Publicado 19 de Julho de 2016 - 19h05

[CR_TXT_3LINH]João Nunes[/CR_TXT_3LINH]

[CR_TXT_PROCE]ESPECIAL PARA O CORREIO[/CR_TXT_PROCE]

Histórias de reencontros entre pais e filhos separados por anos são onipresentes em programas populares de televisão. Por que uma diretora articulada como Anna Muylaert se interessaria por repetir o dramalhão em que se transformam essas histórias na TV? Em primeiro lugar, Mãe só há Uma (Brasil, 2016), que estreia na quinta-feira, vai além de promover o encontro, pois trata de caso de polícia: a mãe sequestrou o filho na maternidade. O roteiro foi livremente inspirado no Caso Pedrinho, episódio real ocorrido em 1986 em Brasília — o desfecho se deu em 2002 em Goiânia. Depois, Anna desconstrói a história real e isto só se tornou possível nas mãos de quem é ótima roteirista, conhecedora do ofício e cuidadosa ao extremo com a própria criação. E também corajosa, pois quem mudaria uma história tão conhecida e lhe daria um olhar completamente distinto do acontecimento real? Pois a cineasta não temeu ousar e o resultado é surpreendente.

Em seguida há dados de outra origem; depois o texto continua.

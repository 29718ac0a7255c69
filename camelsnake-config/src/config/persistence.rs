//! Config persistence and path resolution for `Config`.
//!
//! Covers:
//! - `load` / `save` (YAML file I/O with atomic write) at the default location
//! - `load_from` / `save_to` for explicit paths
//! - XDG-style path helpers (`config_path`, `config_dir`)

use super::config_struct::Config;
use crate::error::ConfigError;
use anyhow::Result;
use std::fs;
use std::path::{Path, PathBuf};

impl Config {
    /// Load configuration from the default path, creating it if missing
    pub fn load() -> Result<Self> {
        Self::load_from(&Self::config_path())
    }

    /// Load configuration from `path`, creating a default file there if missing
    pub fn load_from(path: &Path) -> Result<Self> {
        log::info!("Config path: {:?}", path);

        if path.exists() {
            log::info!("Loading existing config from {:?}", path);

            let contents = fs::read_to_string(path).map_err(ConfigError::from)?;

            // An empty file is a valid, all-defaults config; serde_yaml_ng
            // reports it as a parse error otherwise.
            let mut config: Config = if contents.trim().is_empty() {
                Self::default()
            } else {
                serde_yaml_ng::from_str(&contents).map_err(ConfigError::from)?
            };

            if let Err(e) = config.validate() {
                log::error!("Config validation failed: {e}");
                return Err(e.into());
            }

            // Merge in any new default keybindings that don't exist in user's config
            config.merge_default_keybindings();

            Ok(config)
        } else {
            log::info!("Config file not found, creating default at {:?}", path);
            let config = Self::default();
            if let Err(e) = config.save_to(path) {
                log::error!("Failed to save default config: {}", e);
                return Err(e);
            }

            log::info!("Default config created successfully");
            Ok(config)
        }
    }

    /// Save configuration to the default path
    pub fn save(&self) -> Result<()> {
        self.save_to(&Self::config_path())
    }

    /// Save configuration to `path`
    pub fn save_to(&self, path: &Path) -> Result<()> {
        if let Some(parent) = path.parent()
            && !parent.as_os_str().is_empty()
        {
            fs::create_dir_all(parent).map_err(ConfigError::from)?;
        }

        let yaml = serde_yaml_ng::to_string(self).map_err(ConfigError::from)?;

        // Atomic save: write to temp file then rename to prevent corruption on crash
        let temp_path = path.with_extension("yaml.tmp");
        fs::write(&temp_path, &yaml).map_err(ConfigError::from)?;
        fs::rename(&temp_path, path).map_err(ConfigError::from)?;

        Ok(())
    }

    /// Get the configuration file path (using XDG convention)
    pub fn config_path() -> PathBuf {
        Self::config_dir().join("config.yaml")
    }

    /// Get the configuration directory path (using XDG convention)
    pub fn config_dir() -> PathBuf {
        #[cfg(target_os = "windows")]
        {
            if let Some(config_dir) = dirs::config_dir() {
                config_dir.join("camelsnake")
            } else {
                PathBuf::from(".")
            }
        }
        #[cfg(not(target_os = "windows"))]
        {
            // Use XDG convention on all platforms: ~/.config/camelsnake/config.yaml
            if let Some(home_dir) = dirs::home_dir() {
                home_dir.join(".config").join("camelsnake")
            } else {
                PathBuf::from(".")
            }
        }
    }
}
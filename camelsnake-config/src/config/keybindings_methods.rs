//! Keybinding management methods for `Config`.
//!
//! Covers:
//! - Merging default keybindings into user config
//! - Validating keybinding entries

use super::config_struct::Config;
use crate::error::ConfigError;

impl Config {
    /// Merge default keybindings into the user's config.
    /// Only adds keybindings for actions that don't already exist in the user's config,
    /// so a user who rebinds or removes a chord for one command keeps that choice.
    pub fn merge_default_keybindings(&mut self) {
        let default_keybindings = crate::defaults::keybindings();

        let existing_actions: std::collections::HashSet<String> = self
            .keybindings
            .iter()
            .map(|kb| kb.action.clone())
            .collect();

        let mut added_count = 0;
        for default_kb in default_keybindings {
            if !existing_actions.contains(&default_kb.action) {
                log::info!(
                    "Adding new default keybinding: {} -> {}",
                    default_kb.key,
                    default_kb.action
                );
                self.keybindings.push(default_kb);
                added_count += 1;
            }
        }

        if added_count > 0 {
            log::info!(
                "Merged {} new default keybinding(s) into user config",
                added_count
            );
        }
    }

    /// Reject keybinding entries with a blank key or action.
    ///
    /// Chord syntax is checked later by the keybinding registry, which skips
    /// unparseable entries with a warning instead of failing the whole load.
    pub fn validate(&self) -> Result<(), ConfigError> {
        for (index, binding) in self.keybindings.iter().enumerate() {
            if binding.key.trim().is_empty() {
                return Err(ConfigError::Validation(format!(
                    "keybindings[{index}]: key is empty (action '{}')",
                    binding.action
                )));
            }
            if binding.action.trim().is_empty() {
                return Err(ConfigError::Validation(format!(
                    "keybindings[{index}]: action is empty (key '{}')",
                    binding.key
                )));
            }
        }
        Ok(())
    }

    /// Key chords bound to the given action, in config order.
    pub fn keys_for_action(&self, action: &str) -> Vec<&str> {
        self.keybindings
            .iter()
            .filter(|kb| kb.action == action)
            .map(|kb| kb.key.as_str())
            .collect()
    }
}

#[cfg(test)]
mod tests {
    use crate::defaults::{TO_CAMEL_ACTION, TO_SNAKE_ACTION};
    use crate::{Config, ConfigError, KeyBinding};

    #[test]
    fn test_merge_adds_missing_defaults() {
        let mut config =
            Config::new().with_keybindings(vec![KeyBinding::new("Ctrl+K", TO_CAMEL_ACTION)]);
        config.merge_default_keybindings();

        assert_eq!(config.keys_for_action(TO_CAMEL_ACTION), vec!["Ctrl+K"]);
        assert_eq!(config.keys_for_action(TO_SNAKE_ACTION), vec!["Shift+Alt+S"]);
    }

    #[test]
    fn test_merge_is_stable_for_defaults() {
        let mut config = Config::default();
        config.merge_default_keybindings();
        assert_eq!(config.keybindings.len(), 2);
    }

    #[test]
    fn test_validate_rejects_blank_key() {
        let config = Config::new().with_keybindings(vec![KeyBinding::new("  ", TO_SNAKE_ACTION)]);
        assert!(matches!(
            config.validate(),
            Err(ConfigError::Validation(msg)) if msg.contains("keybindings[0]")
        ));
    }

    #[test]
    fn test_validate_rejects_blank_action() {
        let config = Config::new().with_keybindings(vec![KeyBinding::new("Ctrl+K", "")]);
        assert!(config.validate().is_err());
    }
}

Antes de tudo, Anna toma a história para discutir identidade. Parece óbvio depois, mas encontrar o tema e mergulhar nele em vez da história propriamente se constitui um verdadeiro achado. Afinal, até 17 anos, o protagonista (Naomi Nero) se chama Pierre. E, de um dia para o outro, ele vira Felipe. Naturalmente, o garoto pira e, não por acaso ele se coloca como alguém em busca de identidade, discussão que perpassa a questão de gêneros. Sutil no início, Anna mergulha aos poucos no assunto relegando o tal reencontro e as sequelas do sequestro — estes servem mais como suporte para debater identidade.

E ela vai além na ousadia, pois coloca a mesma atriz, Dani Nefussi, para fazer as duas mães (Glória e Aracy) do protagonista, ou seja, outra ótima ideia com a qual a diretora continua a perseguir o tema a que se propôs — lembrando também a sutileza que daí se depreende se voltarmos ao título do filme. São detalhes que enriquecem de maneira singular um filme que, no final das contas, passa longe do dramalhão.

Afora o debate que suscita, o filme tem outras qualidades a serem destacadas. Como o roteiro enxuto, direto, que avança objetivamente e no qual nada sobra ou falta. E há um jovem ator, Daniel Botelho, que protagoniza uma das melhores sequências, mesmo sendo secundária; porém, complementar.

Ele interpreta Joca, o irmão de Pierre/Felipe e também está em plena crise da adolescência, apaixonado e perdido. Um primor o diálogo que ele mantém com a ex-namorada, além de a cena estar bem filmada e o garoto ótimo na postura, no domínio do texto, na forma de dizê-lo e nas intenções. Parece ator veterano. Coincidente, como se fosse um prêmio ele e Naomi protagonizam o final belíssimo — outro achado. Reside na sutileza da diretora/roteirista a única saída possível para aquela história. Pierre está de mal com a vida, com a antiga mãe e com novos e verdadeiros pais, que são insensíveis ao drama dele. Seu porto seria a irmã (Laís Dias, que não é irmã), mas ele a perdeu. Então, descobre alguém bem próximo. Joca consegue entendê-lo. E a cena final não poderia ser mais terna e mais bonita.